## [GOAL OF THE EXERCISE]
Based on the listing below, report how many lines contain the word "once". Nothing but the number, please.

## [EXTRACTED ENTRIES]
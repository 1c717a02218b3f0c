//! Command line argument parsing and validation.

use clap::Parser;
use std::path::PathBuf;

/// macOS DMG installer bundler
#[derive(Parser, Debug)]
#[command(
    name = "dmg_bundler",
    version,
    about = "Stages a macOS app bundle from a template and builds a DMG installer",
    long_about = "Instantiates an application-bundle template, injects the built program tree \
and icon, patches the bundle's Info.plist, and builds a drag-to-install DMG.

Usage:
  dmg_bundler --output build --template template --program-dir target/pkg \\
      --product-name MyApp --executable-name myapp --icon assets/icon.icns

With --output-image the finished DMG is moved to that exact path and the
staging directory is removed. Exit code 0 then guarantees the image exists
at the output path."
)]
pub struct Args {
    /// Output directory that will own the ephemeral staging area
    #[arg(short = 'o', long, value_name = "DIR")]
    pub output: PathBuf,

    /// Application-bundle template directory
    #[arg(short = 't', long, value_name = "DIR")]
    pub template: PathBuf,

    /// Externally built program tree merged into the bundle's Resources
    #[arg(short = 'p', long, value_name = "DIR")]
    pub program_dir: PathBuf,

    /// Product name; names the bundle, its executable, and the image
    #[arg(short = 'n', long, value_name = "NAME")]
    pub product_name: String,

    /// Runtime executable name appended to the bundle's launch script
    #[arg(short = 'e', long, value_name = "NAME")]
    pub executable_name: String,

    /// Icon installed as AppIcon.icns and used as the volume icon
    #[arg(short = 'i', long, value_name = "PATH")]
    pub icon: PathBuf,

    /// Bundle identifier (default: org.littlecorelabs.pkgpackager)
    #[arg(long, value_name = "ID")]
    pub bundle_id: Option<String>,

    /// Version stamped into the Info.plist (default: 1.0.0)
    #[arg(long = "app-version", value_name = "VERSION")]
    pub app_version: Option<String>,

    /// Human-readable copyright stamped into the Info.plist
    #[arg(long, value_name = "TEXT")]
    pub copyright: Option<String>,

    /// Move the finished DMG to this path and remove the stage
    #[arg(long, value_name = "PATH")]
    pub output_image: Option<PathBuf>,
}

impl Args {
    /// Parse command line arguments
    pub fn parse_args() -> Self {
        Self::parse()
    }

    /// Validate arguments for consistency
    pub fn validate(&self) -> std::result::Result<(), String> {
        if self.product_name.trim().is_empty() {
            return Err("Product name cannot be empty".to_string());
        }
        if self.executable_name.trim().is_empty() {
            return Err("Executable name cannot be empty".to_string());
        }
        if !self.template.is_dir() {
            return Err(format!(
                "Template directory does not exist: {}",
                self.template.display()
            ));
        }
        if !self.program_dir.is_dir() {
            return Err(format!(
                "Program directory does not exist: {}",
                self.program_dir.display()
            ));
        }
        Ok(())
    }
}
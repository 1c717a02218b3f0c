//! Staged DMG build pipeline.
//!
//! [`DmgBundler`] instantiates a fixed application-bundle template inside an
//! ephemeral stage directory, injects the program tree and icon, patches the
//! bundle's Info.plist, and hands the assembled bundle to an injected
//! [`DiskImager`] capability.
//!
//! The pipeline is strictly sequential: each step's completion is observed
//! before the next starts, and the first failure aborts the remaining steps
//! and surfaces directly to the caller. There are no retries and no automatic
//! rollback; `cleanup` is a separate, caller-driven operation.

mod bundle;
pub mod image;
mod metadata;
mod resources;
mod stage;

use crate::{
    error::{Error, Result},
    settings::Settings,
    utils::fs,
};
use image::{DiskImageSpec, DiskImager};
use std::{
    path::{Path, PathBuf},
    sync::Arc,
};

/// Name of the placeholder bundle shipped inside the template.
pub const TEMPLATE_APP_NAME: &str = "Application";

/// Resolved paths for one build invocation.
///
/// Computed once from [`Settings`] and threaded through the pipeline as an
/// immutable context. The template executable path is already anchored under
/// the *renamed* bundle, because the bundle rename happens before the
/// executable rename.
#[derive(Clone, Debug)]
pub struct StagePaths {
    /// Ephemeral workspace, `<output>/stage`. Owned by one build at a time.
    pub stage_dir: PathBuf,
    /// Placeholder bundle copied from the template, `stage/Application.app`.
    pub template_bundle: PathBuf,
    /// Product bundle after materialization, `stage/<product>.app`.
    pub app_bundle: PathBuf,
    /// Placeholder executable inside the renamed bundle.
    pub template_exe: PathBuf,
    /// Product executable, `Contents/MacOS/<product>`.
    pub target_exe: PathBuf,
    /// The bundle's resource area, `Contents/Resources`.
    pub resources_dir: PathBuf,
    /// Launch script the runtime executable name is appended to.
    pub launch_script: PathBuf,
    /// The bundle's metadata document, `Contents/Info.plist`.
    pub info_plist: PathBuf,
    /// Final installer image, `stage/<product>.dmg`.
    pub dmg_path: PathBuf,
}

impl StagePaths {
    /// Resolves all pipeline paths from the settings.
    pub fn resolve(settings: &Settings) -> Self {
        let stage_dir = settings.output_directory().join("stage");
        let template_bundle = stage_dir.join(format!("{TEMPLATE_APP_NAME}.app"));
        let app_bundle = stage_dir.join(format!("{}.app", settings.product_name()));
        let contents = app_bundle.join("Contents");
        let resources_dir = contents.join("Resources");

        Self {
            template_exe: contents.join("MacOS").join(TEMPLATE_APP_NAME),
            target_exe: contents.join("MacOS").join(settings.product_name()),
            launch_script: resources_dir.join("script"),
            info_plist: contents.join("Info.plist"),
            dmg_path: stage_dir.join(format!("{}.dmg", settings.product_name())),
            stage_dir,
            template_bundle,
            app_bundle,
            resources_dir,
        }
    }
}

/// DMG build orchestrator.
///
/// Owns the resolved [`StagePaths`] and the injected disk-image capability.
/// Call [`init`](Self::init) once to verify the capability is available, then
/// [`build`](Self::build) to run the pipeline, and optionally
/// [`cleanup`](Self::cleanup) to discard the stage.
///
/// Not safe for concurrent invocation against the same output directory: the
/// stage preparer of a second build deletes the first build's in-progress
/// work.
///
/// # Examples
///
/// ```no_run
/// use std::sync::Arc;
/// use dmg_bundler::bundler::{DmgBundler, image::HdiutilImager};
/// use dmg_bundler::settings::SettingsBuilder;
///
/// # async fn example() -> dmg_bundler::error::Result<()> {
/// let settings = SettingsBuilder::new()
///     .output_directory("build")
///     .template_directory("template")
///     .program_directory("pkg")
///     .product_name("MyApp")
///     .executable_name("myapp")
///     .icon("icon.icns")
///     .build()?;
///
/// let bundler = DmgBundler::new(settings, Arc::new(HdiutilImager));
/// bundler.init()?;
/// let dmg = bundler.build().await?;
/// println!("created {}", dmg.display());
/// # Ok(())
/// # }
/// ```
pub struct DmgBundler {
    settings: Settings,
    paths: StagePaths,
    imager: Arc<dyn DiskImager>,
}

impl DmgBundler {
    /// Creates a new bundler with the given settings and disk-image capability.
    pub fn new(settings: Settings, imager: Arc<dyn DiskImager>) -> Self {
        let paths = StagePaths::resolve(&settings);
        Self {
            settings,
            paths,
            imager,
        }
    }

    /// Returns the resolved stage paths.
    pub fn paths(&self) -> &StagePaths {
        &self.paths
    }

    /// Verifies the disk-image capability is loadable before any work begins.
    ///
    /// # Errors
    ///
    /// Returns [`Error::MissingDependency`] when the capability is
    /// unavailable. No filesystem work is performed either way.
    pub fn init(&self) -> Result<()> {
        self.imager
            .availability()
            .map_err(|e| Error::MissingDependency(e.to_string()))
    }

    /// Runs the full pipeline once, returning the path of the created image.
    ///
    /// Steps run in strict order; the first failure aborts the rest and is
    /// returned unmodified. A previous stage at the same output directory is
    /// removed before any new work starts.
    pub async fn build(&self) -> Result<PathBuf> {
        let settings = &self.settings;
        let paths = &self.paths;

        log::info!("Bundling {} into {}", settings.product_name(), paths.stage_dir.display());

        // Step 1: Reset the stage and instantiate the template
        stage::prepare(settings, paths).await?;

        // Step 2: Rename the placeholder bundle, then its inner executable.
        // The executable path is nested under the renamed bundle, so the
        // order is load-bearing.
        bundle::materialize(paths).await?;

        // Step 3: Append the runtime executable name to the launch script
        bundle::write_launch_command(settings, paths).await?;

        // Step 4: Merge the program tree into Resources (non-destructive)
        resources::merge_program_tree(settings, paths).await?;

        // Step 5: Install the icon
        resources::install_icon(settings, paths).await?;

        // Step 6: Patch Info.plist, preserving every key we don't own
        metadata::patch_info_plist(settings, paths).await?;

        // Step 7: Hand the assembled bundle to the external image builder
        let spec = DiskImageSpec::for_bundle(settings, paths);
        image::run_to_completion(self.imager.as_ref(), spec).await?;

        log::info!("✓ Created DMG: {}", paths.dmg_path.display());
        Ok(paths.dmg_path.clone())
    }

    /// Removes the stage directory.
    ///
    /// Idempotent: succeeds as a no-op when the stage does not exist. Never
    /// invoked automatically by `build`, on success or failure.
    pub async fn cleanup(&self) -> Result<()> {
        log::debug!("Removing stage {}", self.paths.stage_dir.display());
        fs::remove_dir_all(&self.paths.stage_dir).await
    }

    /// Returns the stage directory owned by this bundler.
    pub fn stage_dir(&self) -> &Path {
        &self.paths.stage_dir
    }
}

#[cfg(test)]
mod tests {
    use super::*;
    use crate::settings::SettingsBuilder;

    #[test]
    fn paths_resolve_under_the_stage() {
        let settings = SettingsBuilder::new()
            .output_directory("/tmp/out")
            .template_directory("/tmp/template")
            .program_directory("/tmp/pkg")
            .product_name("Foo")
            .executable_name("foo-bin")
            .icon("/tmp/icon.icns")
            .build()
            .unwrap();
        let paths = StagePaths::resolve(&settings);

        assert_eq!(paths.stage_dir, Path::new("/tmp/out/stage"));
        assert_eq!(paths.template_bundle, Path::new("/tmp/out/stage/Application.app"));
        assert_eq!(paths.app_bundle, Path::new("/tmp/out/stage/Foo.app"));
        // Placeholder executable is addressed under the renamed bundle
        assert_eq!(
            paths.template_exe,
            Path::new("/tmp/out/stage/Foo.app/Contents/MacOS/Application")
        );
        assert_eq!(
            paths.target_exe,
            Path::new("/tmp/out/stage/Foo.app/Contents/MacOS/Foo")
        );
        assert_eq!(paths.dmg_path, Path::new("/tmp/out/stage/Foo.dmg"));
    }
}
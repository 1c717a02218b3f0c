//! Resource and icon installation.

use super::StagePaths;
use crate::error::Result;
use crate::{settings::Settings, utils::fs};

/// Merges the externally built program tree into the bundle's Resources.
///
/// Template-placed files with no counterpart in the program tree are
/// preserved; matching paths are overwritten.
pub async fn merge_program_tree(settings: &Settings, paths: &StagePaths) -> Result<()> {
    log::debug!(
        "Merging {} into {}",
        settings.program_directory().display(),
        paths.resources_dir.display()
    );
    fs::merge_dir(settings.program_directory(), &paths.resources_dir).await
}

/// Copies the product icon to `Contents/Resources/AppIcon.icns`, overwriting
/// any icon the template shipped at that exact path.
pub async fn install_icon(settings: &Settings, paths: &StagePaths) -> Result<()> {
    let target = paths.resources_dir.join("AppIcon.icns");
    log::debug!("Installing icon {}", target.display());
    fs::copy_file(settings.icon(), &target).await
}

## [WRITTEN REPLY]
3